Time to go to the server side, shall we? Here good old rails kicks ass per se.

All I needed to do was to set up a custom route (just to make things more clear):

map.files ':controller/:action/:name.:extension'

Then, for the controller, I’ve set up two methods to receive the posted file - pay attention to the slightly different approach for the “pretty way” and the “raw way” of posting a file.
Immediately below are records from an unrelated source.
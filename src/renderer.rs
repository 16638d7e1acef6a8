// renderer.rs — wgpu renderer: the panorama mesh, then the egui layer on top

use crate::camera::{Camera, Viewport};
use crate::mesh::Vertex;
use crate::scene::{GeometryNode, Scene};
use image::RgbaImage;
use wgpu::util::DeviceExt;
use winit::window::Window;

const DEPTH_FORMAT: wgpu::TextureFormat = wgpu::TextureFormat::Depth32Float;

#[derive(Debug, thiserror::Error)]
pub enum RendererError {
    #[error("failed to create surface: {0}")]
    Surface(#[from] wgpu::CreateSurfaceError),

    #[error("no compatible GPU adapter found")]
    NoAdapter,

    #[error("failed to request GPU device: {0}")]
    Device(#[from] wgpu::RequestDeviceError),
}

#[repr(C)]
#[derive(Debug, Copy, Clone, bytemuck::Pod, bytemuck::Zeroable)]
struct CameraUniform {
    view_proj: [[f32; 4]; 4],
    uv_scale: [f32; 2],
    pad: [f32; 2],
}

/// GPU copy of the scene's geometry node.
struct GpuGeometry {
    pipeline: wgpu::RenderPipeline,
    vertex_buffer: wgpu::Buffer,
    index_buffer: wgpu::Buffer,
    index_count: u32,
    bind_group: wgpu::BindGroup,
}

pub struct Renderer {
    surface: wgpu::Surface,
    device: wgpu::Device,
    queue: wgpu::Queue,
    config: wgpu::SurfaceConfiguration,
    pub size: winit::dpi::PhysicalSize<u32>,
    depth_view: wgpu::TextureView,

    shader: wgpu::ShaderModule,
    bind_group_layout: wgpu::BindGroupLayout,
    pipeline_layout: wgpu::PipelineLayout,

    camera_uniform: CameraUniform,
    camera_buffer: wgpu::Buffer,

    geometry: Option<GpuGeometry>,
    uploaded_revision: Option<u64>,

    // UI
    pub egui_ctx: egui::Context,
    pub egui_state: egui_winit::State,
    egui_renderer: egui_wgpu::Renderer,
}

fn create_depth_view(
    device: &wgpu::Device,
    config: &wgpu::SurfaceConfiguration,
) -> wgpu::TextureView {
    let texture = device.create_texture(&wgpu::TextureDescriptor {
        label: Some("depth_texture"),
        size: wgpu::Extent3d {
            width: config.width.max(1),
            height: config.height.max(1),
            depth_or_array_layers: 1,
        },
        mip_level_count: 1,
        sample_count: 1,
        dimension: wgpu::TextureDimension::D2,
        format: DEPTH_FORMAT,
        usage: wgpu::TextureUsages::RENDER_ATTACHMENT,
        view_formats: &[],
    });
    texture.create_view(&wgpu::TextureViewDescriptor::default())
}
// config.rs — viewer settings from defaults, an optional JSON file, env and CLI
//
// Precedence (low to high):
//   defaults -> --config <file> / PANORAMA_CONFIG -> PANORAMA_LANG -> CLI flags
//
// CLI:
//   --config <path>       JSON file with any subset of the fields below
//   --lang <code>         UI language (en, zh-Hans, ...)
//   --pan-speed <x,y>     radians per dragged pixel
//   --start-angle <rad>   initial yaw
//   --no-compass          hide the compass indicator
//   <path>                image to open on start

use serde::Deserialize;
use std::path::{Path, PathBuf};

pub const DEFAULT_LANG: &str = "en";

#[derive(Debug, thiserror::Error)]
pub enum ConfigError {
    #[error("failed to read config {path}: {source}")]
    Io {
        path: PathBuf,
        #[source]
        source: std::io::Error,
    },

    #[error("failed to parse config {path}: {source}")]
    Parse {
        path: PathBuf,
        #[source]
        source: serde_json::Error,
    },

    #[error("invalid value for {flag}: {value}")]
    Invalid { flag: &'static str, value: String },
}

#[derive(Debug, Clone, PartialEq, Deserialize)]
#[serde(default)]
pub struct ViewerConfig {
    pub lang: String,
    pub pan_speed: [f32; 2],
    pub start_angle: f32,
    pub image: Option<PathBuf>,
    pub show_compass: bool,
}

impl Default for ViewerConfig {
    fn default() -> Self {
        Self {
            lang: DEFAULT_LANG.to_string(),
            pan_speed: [0.005, 0.005],
            start_angle: 0.0,
            image: None,
            show_compass: true,
        }
    }
}

impl ViewerConfig {
    pub fn from_file(path: &Path) -> Result<Self, ConfigError> {
        let text = std::fs::read_to_string(path).map_err(|source| ConfigError::Io {
            path: path.to_path_buf(),
            source,
        })?;
        serde_json::from_str(&text).map_err(|source| ConfigError::Parse {
            path: path.to_path_buf(),
            source,
        })
    }

    /// Resolve from the process arguments and environment.
    pub fn load() -> Result<Self, ConfigError> {
        Self::resolve(
            std::env::args().skip(1),
            |key| std::env::var(key).ok(),
        )
    }

    /// `args` excludes the program name; `env` looks up an environment variable.
    pub fn resolve<I, F>(args: I, env: F) -> Result<Self, ConfigError>
    where
        I: IntoIterator<Item = String>,
        F: Fn(&str) -> Option<String>,
    {
        let args: Vec<String> = args.into_iter().collect();

        let config_path = flag_value(&args, "--config")
            .map(PathBuf::from)
            .or_else(|| non_empty(env("PANORAMA_CONFIG")).map(PathBuf::from));

        let mut config = match config_path {
            Some(path) => {
                log::info!("reading config from {}", path.display());
                Self::from_file(&path)?
            }
            None => Self::default(),
        };

        if let Some(lang) = non_empty(env("PANORAMA_LANG")) {
            config.lang = lang;
        }

        let mut it = args.into_iter();
        while let Some(arg) = it.next() {
            match arg.as_str() {
                "--config" => {
                    it.next();
                }
                "--lang" => {
                    if let Some(v) = it.next() {
                        config.lang = v;
                    }
                }
                "--pan-speed" => {
                    let v = it.next().unwrap_or_default();
                    config.pan_speed = parse_pair(&v).ok_or(ConfigError::Invalid {
                        flag: "--pan-speed",
                        value: v,
                    })?;
                }
                "--start-angle" => {
                    let v = it.next().unwrap_or_default();
                    config.start_angle = v.trim().parse().map_err(|_| ConfigError::Invalid {
                        flag: "--start-angle",
                        value: v.clone(),
                    })?;
                }
                "--no-compass" => config.show_compass = false,
                other if other.starts_with("--") => {
                    log::warn!("ignoring unknown flag {other}");
                }
                path => config.image = Some(PathBuf::from(path)),
            }
        }

        Ok(config)
    }
}

fn flag_value(args: &[String], flag: &str) -> Option<String> {
    args.iter()
        .position(|a| a == flag)
        .and_then(|i| args.get(i + 1))
        .cloned()
}

fn non_empty(v: Option<String>) -> Option<String> {
    v.filter(|s| !s.trim().is_empty())
}

fn parse_pair(v: &str) -> Option<[f32; 2]> {
    let (x, y) = v.split_once(',')?;
    let x: f32 = x.trim().parse().ok()?;
    let y: f32 = y.trim().parse().ok()?;
    (x.is_finite() && y.is_finite()).then_some([x, y])
}

#[cfg(test)]
mod tests {
    use super::*;

    fn args(list: &[&str]) -> Vec<String> {
        list.iter().map(|s| s.to_string()).collect()
    }

    fn no_env(_: &str) -> Option<String> {
        None
    }

    #[test]
    fn test_defaults() {
        let config = ViewerConfig::resolve(Vec::new(), no_env).unwrap();
        assert_eq!(config, ViewerConfig::default());
        assert_eq!(config.pan_speed, [0.005, 0.005]);
        assert!(config.show_compass);
    }

    #[test]
    fn test_cli_flags() {
        let config = ViewerConfig::resolve(
            args(&[
                "--lang",
                "zh-Hans",
                "--pan-speed",
                "0.01, 0.002",
                "--start-angle",
                "1.5",
                "--no-compass",
                "pano.jpg",
            ]),
            no_env,
        )
        .unwrap();

        assert_eq!(config.lang, "zh-Hans");
        assert_eq!(config.pan_speed, [0.01, 0.002]);
        assert_eq!(config.start_angle, 1.5);
        assert!(!config.show_compass);
        assert_eq!(config.image, Some(PathBuf::from("pano.jpg")));
    }

    #[test]
    fn test_env_lang_loses_to_cli() {
        let env = |key: &str| (key == "PANORAMA_LANG").then(|| "ja".to_string());

        let config = ViewerConfig::resolve(Vec::new(), env).unwrap();
        assert_eq!(config.lang, "ja");

        let config = ViewerConfig::resolve(args(&["--lang", "fr"]), env).unwrap();
        assert_eq!(config.lang, "fr");
    }

    #[test]
    fn test_bad_values_rejected() {
        let err = ViewerConfig::resolve(args(&["--pan-speed", "fast"]), no_env).unwrap_err();
        assert!(matches!(err, ConfigError::Invalid { flag: "--pan-speed", .. }));

        let err = ViewerConfig::resolve(args(&["--start-angle", "north"]), no_env).unwrap_err();
        assert!(matches!(err, ConfigError::Invalid { flag: "--start-angle", .. }));
    }

    #[test]
    fn test_config_file_then_cli_override() {
        let path = std::env::temp_dir().join("panorama_view_config_test.json");
        std::fs::write(&path, r#"{ "start_angle": 0.25, "lang": "ko" }"#).unwrap();

        let config = ViewerConfig::resolve(
            args(&["--config", path.to_str().unwrap(), "--lang", "ru"]),
            no_env,
        )
        .unwrap();
        assert_eq!(config.start_angle, 0.25);
        assert_eq!(config.lang, "ru");
        assert_eq!(config.pan_speed, [0.005, 0.005]);

        let _ = std::fs::remove_file(&path);
    }

    #[test]
    fn test_missing_and_broken_config_files() {
        let err = ViewerConfig::resolve(args(&["--config", "/no/such/config.json"]), no_env)
            .unwrap_err();
        assert!(matches!(err, ConfigError::Io { .. }));

        let path = std::env::temp_dir().join("panorama_view_config_broken.json");
        std::fs::write(&path, "{ not json").unwrap();
        let env = |key: &str| {
            (key == "PANORAMA_CONFIG").then(|| path.to_string_lossy().into_owned())
        };
        let err = ViewerConfig::resolve(Vec::new(), env).unwrap_err();
        assert!(matches!(err, ConfigError::Parse { .. }));
        let _ = std::fs::remove_file(&path);
    }
}
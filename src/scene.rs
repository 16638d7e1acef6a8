// scene.rs — the single geometry node the panorama is projected onto

use crate::image_source::PanoramaImage;
use crate::mesh::{build_sphere, build_tube, Mesh};
use crate::panorama::ProjectionType;

/// Radius of the sphere or tube, in world units.
pub const RADIUS: f32 = 10.0;
pub const SPHERE_SEGMENTS: usize = 300;
pub const TUBE_HEIGHT_SEGMENTS: usize = 50;
pub const TUBE_RADIAL_SEGMENTS: usize = 300;

/// How the panorama texture is applied to the surface.
#[derive(Debug, Clone)]
pub struct Material {
    pub image: PanoramaImage,
    /// Multiplies the texture coordinates; `x = -1` mirrors horizontally.
    pub uv_scale: [f32; 2],
    pub wrap_u: wgpu::AddressMode,
    pub filter: wgpu::FilterMode,
    pub cull: wgpu::Face,
}

impl Material {
    /// Mirrored, repeating, nearest-filtered, seen from inside.
    pub fn interior(image: PanoramaImage) -> Self {
        Self {
            image,
            uv_scale: [-1.0, 1.0],
            wrap_u: wgpu::AddressMode::Repeat,
            filter: wgpu::FilterMode::Nearest,
            cull: wgpu::Face::Front,
        }
    }
}

#[derive(Debug, Clone)]
pub struct GeometryNode {
    pub projection: ProjectionType,
    pub mesh: Mesh,
    pub material: Material,
}

impl GeometryNode {
    pub fn build(
        projection: ProjectionType,
        image: &PanoramaImage,
        fov_height: f32,
        radius: f32,
    ) -> Self {
        let mesh = match projection {
            ProjectionType::Spherical => build_sphere(radius, SPHERE_SEGMENTS),
            ProjectionType::Cylindrical => build_tube(
                radius,
                fov_height,
                TUBE_HEIGHT_SEGMENTS,
                TUBE_RADIAL_SEGMENTS,
            ),
        };

        Self {
            projection,
            mesh,
            material: Material::interior(image.clone()),
        }
    }
}

/// Owns zero or one geometry node. `revision` changes on every swap so the
/// renderer knows when to re-upload.
#[derive(Debug, Default)]
pub struct Scene {
    geometry: Option<GeometryNode>,
    revision: u64,
}

impl Scene {
    pub fn geometry(&self) -> Option<&GeometryNode> {
        self.geometry.as_ref()
    }

    pub fn revision(&self) -> u64 {
        self.revision
    }

    /// Builds the replacement node first, then swaps it in. No image means no change.
    pub fn rebuild_geometry(
        &mut self,
        projection: ProjectionType,
        image: Option<&PanoramaImage>,
        fov_height: f32,
        radius: f32,
    ) -> bool {
        let Some(image) = image else {
            return false;
        };

        let node = GeometryNode::build(projection, image, fov_height, radius);
        log::debug!(
            "geometry rebuilt as {:?}: {} vertices, {} indices",
            projection,
            node.mesh.vertices.len(),
            node.mesh.indices.len()
        );

        // old node dropped here
        self.geometry = Some(node);
        self.revision += 1;
        true
    }
}
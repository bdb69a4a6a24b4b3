//! Property tests for the admission filter and the static validator

use lessonforge_core::admission::{AdmissionStage, MAX_OUTLINE_CHARS, MIN_OUTLINE_CHARS};
use lessonforge_core::{AdmissionFilter, RuleId, StaticValidator};
use proptest::prelude::*;

const LESSON: &str = r#"'use client';
import React, { useState } from 'react';

export default function FractionsLesson() {
  const [slice, setSlice] = useState(1);
  return (
    <div>
      <p>{slice} / 8 of the pizza</p>
      <button onClick={() => setSlice(slice + 1)}>Add slice</button>
    </div>
  );
}
"#;

proptest! {
    #[test]
    fn short_outlines_are_rejected(text in "[a-z]{1,9}", pad in "[ \t\n]{0,4}") {
        let input = format!("{}{}{}", pad, text, pad);
        prop_assume!(input.trim().chars().count() < MIN_OUTLINE_CHARS);
        let decision = AdmissionFilter::check(&input);
        prop_assert!(!decision.is_valid);
        prop_assert_eq!(decision.error.unwrap().stage, AdmissionStage::Length);
    }

    #[test]
    fn long_outlines_are_rejected(extra in 1usize..200) {
        let input = "learn ".repeat((MAX_OUTLINE_CHARS + extra) / 6 + 1);
        prop_assume!(input.trim().chars().count() > MAX_OUTLINE_CHARS);
        let decision = AdmissionFilter::check(&input);
        prop_assert!(!decision.is_valid);
        prop_assert_eq!(decision.error.unwrap().stage, AdmissionStage::Length);
    }

    #[test]
    fn unequal_delimiters_always_violate(
        open in 0usize..6,
        close in 0usize..6,
        pair in 0usize..3,
    ) {
        prop_assume!(open != close);
        let (o, c) = [('{', '}'), ('(', ')'), ('[', ']')][pair];
        let source = format!(
            "{}\n// {}{}",
            LESSON,
            o.to_string().repeat(open),
            c.to_string().repeat(close)
        );
        let verdict = StaticValidator::new().validate(&source);
        prop_assert!(!verdict.is_valid());
        prop_assert!(verdict
            .violations()
            .iter()
            .any(|v| v.rule == RuleId::UnbalancedDelimiters));
    }

    #[test]
    fn validation_is_idempotent(noise in "[a-zA-Z0-9 {}()<>/;=]{0,80}") {
        let source = format!("{}{}", LESSON, noise);
        let validator = StaticValidator::new();
        let first = validator.validate(&source);
        let second = validator.validate(&source);
        prop_assert_eq!(first, second);
    }
}

#[test]
fn reference_lesson_is_valid() {
    let verdict = StaticValidator::new().validate(LESSON);
    assert!(verdict.is_valid(), "{}", verdict.describe());
}

#[test]
fn spam_outline_is_rejected_as_spam() {
    let decision = AdmissionFilter::check("aaaaaaaaaaaaa");
    assert_eq!(decision.error.unwrap().stage, AdmissionStage::Spam);
}

#[test]
fn non_latin_outline_without_keyword_is_admitted() {
    // no lexicon keyword, admitted through the script fallback
    let decision = AdmissionFilter::check("Фотосинтез у растений и водорослей");
    assert!(decision.is_valid, "{:?}", decision.error);
}

fn with_statement(statement: &str) -> String {
    LESSON.replacen(
        "  const [slice, setSlice] = useState(1);\n",
        &format!("  const [slice, setSlice] = useState(1);\n  {}\n", statement),
        1,
    )
}

#[test]
fn function_constructor_reached_through_a_global_is_forbidden() {
    for statement in [
        "const run = window.Function('return document.cookie'); run();",
        "globalThis.Function('return 1')();",
    ] {
        let verdict = StaticValidator::new().validate(&with_statement(statement));
        assert!(
            verdict
                .violations()
                .iter()
                .any(|v| v.rule == RuleId::ForbiddenConstruct && v.message.contains("Function")),
            "{}: {}",
            statement,
            verdict.describe()
        );
    }
}

#[test]
fn bracket_inner_html_assignment_is_forbidden() {
    let source = with_statement(
        "const el = document.body; el['innerHTML'] = '<img src=x onerror=alert(1)>';",
    );
    let verdict = StaticValidator::new().validate(&source);
    assert!(verdict
        .violations()
        .iter()
        .any(|v| v.rule == RuleId::ForbiddenConstruct));
}

#[test]
fn deeply_nested_source_validates_on_a_small_stack() {
    let source = with_statement(&format!(
        "const depth = {}1{};",
        "(".repeat(50_000),
        ")".repeat(50_000)
    ));
    let handle = std::thread::Builder::new()
        .stack_size(2 * 1024 * 1024)
        .spawn(move || StaticValidator::new().validate(&source).is_valid())
        .unwrap();
    assert!(handle.join().is_ok());
}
Receiving a file, the “pretty way”:

def upload_pretty
    file_name = "#{params[:name]}.#{params[:extension]}"
    file_contents = params[:file]
    File.open "tmp/#{file_name}", "wb" do |file|
      file.write file_contents
    end

    render :text => "ok"
end

Receiving a file, the “raw way”:

def upload_raw
    file_name = "#{params[:name]}.#{params[:extension]}"
    file_contents = request.raw_post
    File.open "tmp/#{file_name}", "wb" do |file|
      file.write file_contents
    end

    render :text => "ok"
end

I also provided a method for the client to download back the files, so that you can check on the contents to see that it went through flawlessly:

def download
    file_name = "#{params[:name]}.#{params[:extension]}"
    send_file "tmp/#{file_name}"
    # you can also use: send_data File.read("tmp/#{file_name}")
end

And that’s basically it, as simple as it can be.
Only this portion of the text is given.